YOUR ASSIGNMENT:
Copy out each line of the data below in which the string "DirectionsRequest" appears.
*** Begin section ***
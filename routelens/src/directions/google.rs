//! Google Directions API provider.
//!
//! Obtains walking turn-by-turn steps from the Google Maps Platform
//! Directions API. Requires an API key with the Directions API enabled.
//!
//! # Waypoint Handling
//!
//! Sampled waypoints are sent with the `via:` prefix so they shape the
//! route without becoming stopovers, and the request never carries the
//! `optimize:true` directive: reordering is disabled by construction,
//! matching [`DirectionsRequest::optimize_waypoints`].

use serde::Deserialize;
use tracing::{debug, warn};

use super::{DetailedDirections, DirectionsProvider, DirectionsRequest, Step};
use crate::coord::LatLon;
use crate::error::RouteError;
use crate::http::AsyncHttpClient;

/// Base URL of the Directions API endpoint.
const DIRECTIONS_BASE_URL: &str = "https://maps.googleapis.com/maps/api/directions/json";

/// Google Directions API provider.
///
/// # Example
///
/// ```ignore
/// use routelens::directions::GoogleDirectionsProvider;
/// use routelens::http::ReqwestClient;
///
/// let client = ReqwestClient::new()?;
/// let provider = GoogleDirectionsProvider::new(client, "YOUR_API_KEY".to_string());
/// ```
pub struct GoogleDirectionsProvider<C: AsyncHttpClient> {
    http_client: C,
    api_key: String,
}

impl<C: AsyncHttpClient> GoogleDirectionsProvider<C> {
    /// Create a provider with the given API key.
    pub fn new(http_client: C, api_key: String) -> Self {
        Self {
            http_client,
            api_key,
        }
    }

    /// Build the request URL for the given directions request.
    fn build_url(&self, request: &DirectionsRequest) -> String {
        let mut url = format!(
            "{}?origin={},{}&destination={},{}&mode={}&key={}",
            DIRECTIONS_BASE_URL,
            request.origin.lat,
            request.origin.lon,
            request.destination.lat,
            request.destination.lon,
            request.mode,
            self.api_key
        );

        if !request.waypoints.is_empty() {
            let joined = request
                .waypoints
                .iter()
                .map(|w| format!("via:{},{}", w.lat, w.lon))
                .collect::<Vec<_>>()
                .join("|");
            url.push_str("&waypoints=");
            url.push_str(&joined);
        }

        url
    }
}

impl<C: AsyncHttpClient> DirectionsProvider for GoogleDirectionsProvider<C> {
    async fn route(&self, request: &DirectionsRequest) -> Result<DetailedDirections, RouteError> {
        let url = self.build_url(request);
        debug!(waypoints = request.waypoints.len(), "Directions request");

        let response = self
            .http_client
            .get(&url)
            .await
            .map_err(|e| RouteError::DirectionsUnavailable(e.to_string()))?;
        if !response.is_success() {
            return Err(RouteError::DirectionsUnavailable(format!(
                "HTTP {}",
                response.status
            )));
        }

        let body: DirectionsResponse = serde_json::from_slice(&response.body)
            .map_err(|e| RouteError::DirectionsUnavailable(e.to_string()))?;
        body.into_directions()
    }
}

#[derive(Debug, Deserialize)]
struct DirectionsResponse {
    status: String,
    #[serde(default)]
    routes: Vec<WireDirectionsRoute>,
}

#[derive(Debug, Deserialize)]
struct WireDirectionsRoute {
    #[serde(default)]
    legs: Vec<WireDirectionsLeg>,
    #[serde(default)]
    overview_polyline: WirePolyline,
}

#[derive(Debug, Default, Deserialize)]
struct WirePolyline {
    #[serde(default)]
    points: String,
}

#[derive(Debug, Deserialize)]
struct WireDirectionsLeg {
    #[serde(default)]
    steps: Vec<WireStep>,
}

#[derive(Debug, Deserialize)]
struct WireStep {
    #[serde(default)]
    html_instructions: String,
    #[serde(default)]
    distance: WireText,
    #[serde(default)]
    duration: WireText,
    start_location: WireLocation,
    end_location: WireLocation,
}

#[derive(Debug, Default, Deserialize)]
struct WireText {
    #[serde(default)]
    text: String,
}

#[derive(Debug, Clone, Copy, Deserialize)]
struct WireLocation {
    lat: f64,
    lng: f64,
}

impl From<WireLocation> for LatLon {
    fn from(loc: WireLocation) -> Self {
        LatLon::new(loc.lat, loc.lng)
    }
}

impl DirectionsResponse {
    fn into_directions(self) -> Result<DetailedDirections, RouteError> {
        if self.status != "OK" {
            return Err(RouteError::DirectionsUnavailable(self.status));
        }
        let route = self
            .routes
            .into_iter()
            .next()
            .ok_or_else(|| RouteError::DirectionsUnavailable("no routes returned".to_string()))?;

        let encoded = &route.overview_polyline.points;
        let overview = decode_polyline(encoded).filter(|p| p.len() >= 2);
        if overview.is_none() && !encoded.is_empty() {
            warn!("Undecodable overview polyline, using step geometry");
        }

        let mut steps = Vec::new();
        let mut chords = Vec::new();
        for leg in route.legs {
            for step in leg.steps {
                if chords.is_empty() {
                    chords.push(step.start_location.into());
                }
                chords.push(step.end_location.into());
                steps.push(Step {
                    instruction: step.html_instructions,
                    distance_label: step.distance.text,
                    duration_label: step.duration.text,
                });
            }
        }

        // The overview polyline follows the road shape; step endpoints
        // are the coarser fallback.
        let path = overview.unwrap_or(chords);
        Ok(DetailedDirections { steps, path })
    }
}

/// Decode a Google encoded polyline into geographic points.
///
/// Coordinates arrive as zigzag-encoded deltas in 1e-5 degree units,
/// packed 5 bits per character with an ASCII offset of 63. Returns `None`
/// on any malformed input rather than a truncated path.
fn decode_polyline(encoded: &str) -> Option<Vec<LatLon>> {
    let bytes = encoded.as_bytes();
    let mut i = 0;
    let mut lat: i64 = 0;
    let mut lon: i64 = 0;
    let mut points = Vec::new();
    while i < bytes.len() {
        lat += decode_delta(bytes, &mut i)?;
        lon += decode_delta(bytes, &mut i)?;
        points.push(LatLon::new(lat as f64 * 1e-5, lon as f64 * 1e-5));
    }
    Some(points)
}

fn decode_delta(bytes: &[u8], i: &mut usize) -> Option<i64> {
    let mut value: i64 = 0;
    let mut shift: u32 = 0;
    loop {
        let chunk = i64::from(*bytes.get(*i)?) - 63;
        if !(0..=0x3f).contains(&chunk) || shift > 60 {
            return None;
        }
        *i += 1;
        value |= (chunk & 0x1f) << shift;
        shift += 5;
        if chunk < 0x20 {
            break;
        }
    }
    // Zigzag: lowest bit carries the sign
    Some(if value & 1 != 0 { !(value >> 1) } else { value >> 1 })
}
*** End section ***
RESPONSE FOR THIS EXERCISE:
//! matching [`DirectionsRequest::optimize_waypoints`].
use super::{DetailedDirections, DirectionsProvider, DirectionsRequest, Step};
    fn build_url(&self, request: &DirectionsRequest) -> String {
    async fn route(&self, request: &DirectionsRequest) -> Result<DetailedDirections, RouteError> {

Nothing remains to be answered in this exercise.